He went. It was why he was here.

Kasia watched from the window, biting her lip. The impulse to call after him was very strong, though she could not have said why. A premonition. Something from the half-world? Shadows. When Carullus and Vargos came upstairs she told them about the afternoon visitor, about that last, strangely specific question he'd asked. Carullus swore, deepening her fears.

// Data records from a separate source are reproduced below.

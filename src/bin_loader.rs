use std::fs::File;
use std::io::Read;
use std::path::Path;

use bincode::{deserialize, serialize};
use serde::{de::DeserializeOwned, Serialize};

use crate::error::{KeygenError, Result};

pub fn encode<T: Serialize>(value: &T) -> Result<Vec<u8>> {
    Ok(serialize(value)?)
}

pub fn decode<T: DeserializeOwned>(bytes: &[u8]) -> Result<T> {
    Ok(deserialize(bytes)?)
}

pub fn read_file(path: &Path) -> Result<Vec<u8>> {
    let mut buffer = vec![];
    let mut file = File::open(path).map_err(|err| KeygenError::io(path, err))?;
    file.read_to_end(&mut buffer)
        .map_err(|err| KeygenError::io(path, err))?;
    Ok(buffer)
}

pub fn load_from_file<T: DeserializeOwned>(path: &Path) -> Result<T> {
    decode(&read_file(path)?)
}

#[cfg(test)]
mod tests {
    use super::*;

    #[test]
    fn test_decode_rejects_truncated_bytes() {
        let bytes = encode(&(7u64, String::from("aes128"))).unwrap();
        let result: Result<(u64, String)> = decode(&bytes[..bytes.len() - 1]);
        assert!(matches!(result, Err(KeygenError::Serialization(_))));
    }

    #[test]
    fn test_missing_file_reports_path() {
        let path = Path::new("/nonexistent/cipher-keygen/r1cs.aes128");
        match read_file(path) {
            Err(KeygenError::Io { path: reported, .. }) => assert_eq!(reported, path),
            other => panic!("unexpected result: {other:?}"),
        }
    }
}
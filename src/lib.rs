pub mod aes;
pub mod bin_loader;
pub mod bits;
pub mod chacha;
pub mod circuit;
pub mod compiler;
pub mod config;
pub mod error;
pub mod pipeline;
pub mod r1cs;
pub mod scalar;
pub mod setup;
pub mod store;
pub mod variant;

#[cfg(test)]
mod testing;

// Per variant (chacha20, aes128, aes256):
//
// 1. Compile
// CircuitDescriptor -> Compiler -> ConstraintSystem
//
// 2. Setup
// ConstraintSystem -> Gens
// ConstraintSystem, Gens -> Commitment, Decommitment
// -> ProvingKey, VerifyingKey
//
// 3. Persist
// resources_dir/{r1cs,pk,vk}.{suffix}
// verifier_dir/generated/vk.{suffix}
//! Boolean gadgets shared by the cipher circuits.
//!
//! Bits are carried as linear combinations known to evaluate to 0 or 1, so
//! negation, rotation and table lookups that end in a linear sum cost no
//! constraints. Multi-bit values are little-endian: `bits[0]` is the least
//! significant bit.

use curve25519_dalek::Scalar;

use crate::{
    circuit::{LinearCombination, Term},
    compiler::Compiler,
    scalar::{from_bool, pow2},
};

#[derive(Debug, Clone, PartialEq, Eq)]
pub enum Bit {
    Constant(bool),
    /// Expression constrained to {0, 1} together with its assigned value.
    Expr(LinearCombination, bool),
}

impl Bit {
    /// Private boolean variable.
    pub fn alloc(compiler: &mut Compiler, value: bool) -> Bit {
        let term = compiler.alloc_variable(from_bool(value));
        compiler.enforce_boolean(term);
        Bit::Expr(term.into(), value)
    }

    pub fn value(&self) -> bool {
        match self {
            Bit::Constant(value) | Bit::Expr(_, value) => *value,
        }
    }

    pub fn lc(&self) -> LinearCombination {
        match self {
            Bit::Constant(true) => LinearCombination::one(),
            Bit::Constant(false) => LinearCombination::zero(),
            Bit::Expr(lc, _) => lc.clone(),
        }
    }

    pub fn is_constant(&self) -> bool {
        matches!(self, Bit::Constant(_))
    }

    pub fn not(&self) -> Bit {
        match self {
            Bit::Constant(value) => Bit::Constant(!value),
            Bit::Expr(lc, value) => Bit::Expr(LinearCombination::one() - lc.clone(), !value),
        }
    }

    pub fn xor(compiler: &mut Compiler, a: &Bit, b: &Bit) -> Bit {
        match (a, b) {
            (Bit::Constant(k), other) | (other, Bit::Constant(k)) => {
                if *k {
                    other.not()
                } else {
                    other.clone()
                }
            }
            _ => {
                let value = a.value() ^ b.value();
                let c = compiler.alloc_variable(from_bool(value));
                // 2a * b = a + b - c
                compiler.enforce(
                    a.lc().scaled(Scalar::from(2u8)),
                    b.lc(),
                    a.lc() + b.lc() - c.into(),
                );
                Bit::Expr(c.into(), value)
            }
        }
    }

    pub fn and(compiler: &mut Compiler, a: &Bit, b: &Bit) -> Bit {
        match (a, b) {
            (Bit::Constant(k), other) | (other, Bit::Constant(k)) => {
                if *k {
                    other.clone()
                } else {
                    Bit::Constant(false)
                }
            }
            _ => {
                let value = a.value() & b.value();
                let c = compiler.alloc_variable(from_bool(value));
                compiler.enforce(a.lc(), b.lc(), c.into());
                Bit::Expr(c.into(), value)
            }
        }
    }
}

pub fn xor_bits(compiler: &mut Compiler, a: &[Bit], b: &[Bit]) -> Vec<Bit> {
    debug_assert_eq!(a.len(), b.len());
    a.iter()
        .zip(b.iter())
        .map(|(x, y)| Bit::xor(compiler, x, y))
        .collect()
}

/// Σ 2^i · bits[i]
pub fn pack(bits: &[Bit]) -> LinearCombination {
    bits.iter()
        .enumerate()
        .fold(LinearCombination::zero(), |acc, (i, bit)| {
            acc + bit.lc().scaled(pow2(i))
        })
}

pub fn value_of(bits: &[Bit]) -> u64 {
    bits.iter()
        .enumerate()
        .fold(0u64, |acc, (i, bit)| acc | (u64::from(bit.value()) << i))
}

pub fn constant_bits(value: u64, width: usize) -> Vec<Bit> {
    (0..width)
        .map(|i| Bit::Constant((value >> i) & 1 == 1))
        .collect()
}

pub fn private_bits(compiler: &mut Compiler, value: u64, width: usize) -> Vec<Bit> {
    (0..width)
        .map(|i| Bit::alloc(compiler, (value >> i) & 1 == 1))
        .collect()
}

/// Allocates `value` as a public input and decomposes it into `width` bits.
pub fn input_bits(compiler: &mut Compiler, value: u64, width: usize) -> Vec<Bit> {
    let input = compiler.alloc_input(Scalar::from(value));
    let bits = private_bits(compiler, value, width);
    compiler.enforce_equal(pack(&bits), input.into());
    bits
}

/// Publishes the packed value of `bits` as a new public input.
pub fn expose(compiler: &mut Compiler, bits: &[Bit]) -> Term {
    let input = compiler.alloc_input(Scalar::from(value_of(bits)));
    compiler.enforce_equal(pack(bits), input.into());
    input
}

#[derive(Debug, Clone, PartialEq, Eq)]
pub struct UInt32 {
    bits: Vec<Bit>,
}

impl UInt32 {
    pub fn constant(value: u32) -> Self {
        UInt32 {
            bits: constant_bits(value.into(), 32),
        }
    }

    pub fn alloc(compiler: &mut Compiler, value: u32) -> Self {
        UInt32 {
            bits: private_bits(compiler, value.into(), 32),
        }
    }

    pub fn input(compiler: &mut Compiler, value: u32) -> Self {
        UInt32 {
            bits: input_bits(compiler, value.into(), 32),
        }
    }

    pub fn bits(&self) -> &[Bit] {
        &self.bits
    }

    pub fn value(&self) -> u32 {
        value_of(&self.bits) as u32
    }

    pub fn is_constant(&self) -> bool {
        self.bits.iter().all(Bit::is_constant)
    }

    pub fn rotl(&self, by: usize) -> Self {
        let by = by % 32;
        UInt32 {
            bits: (0..32)
                .map(|i| self.bits[(i + 32 - by) % 32].clone())
                .collect(),
        }
    }

    pub fn xor(&self, compiler: &mut Compiler, other: &UInt32) -> Self {
        UInt32 {
            bits: xor_bits(compiler, &self.bits, &other.bits),
        }
    }

    /// Sum modulo 2^32. The full sum is decomposed into bits, carries
    /// included, and the carries are discarded.
    pub fn add_many(compiler: &mut Compiler, words: &[UInt32]) -> Self {
        let total: u64 = words.iter().map(|w| u64::from(w.value())).sum();
        if words.iter().all(UInt32::is_constant) {
            return UInt32::constant(total as u32);
        }

        let max_total = u64::from(u32::MAX) * words.len() as u64;
        let width = (64 - max_total.leading_zeros()) as usize;
        let sum = words
            .iter()
            .fold(LinearCombination::zero(), |acc, w| acc + pack(&w.bits));
        let mut result = private_bits(compiler, total, width);
        compiler.enforce_equal(sum, pack(&result));
        result.truncate(32);
        UInt32 { bits: result }
    }

    pub fn expose(&self, compiler: &mut Compiler) -> Term {
        expose(compiler, &self.bits)
    }
}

‘Nothing for it,' he said, after a moment. ‘No way to tell him now. There's a trap of some kind, but there would have to be, at that court. He has quick wits, Jad knows it. Let us hope he keeps them about him.'

‘I must go,' Vargos said, after a silence. ‘Sundown.'

Carullus looked at him, gave Kasia a shrewd glance, and then led them both briskly out into the crowded, now-darkening streets to a good-sized sanctuary some distance back towards the triple walls. Among a great many people in the space before the altar and the sun disk on the wall behind it they heard the sundown rites chanted by a wiry, dark-bearded cleric. Kasia stood and knelt and stood and knelt between the two men and tried not to think about the
zubir
, or Caius Crispus, or about all the people packed so closely around her here, and in the City.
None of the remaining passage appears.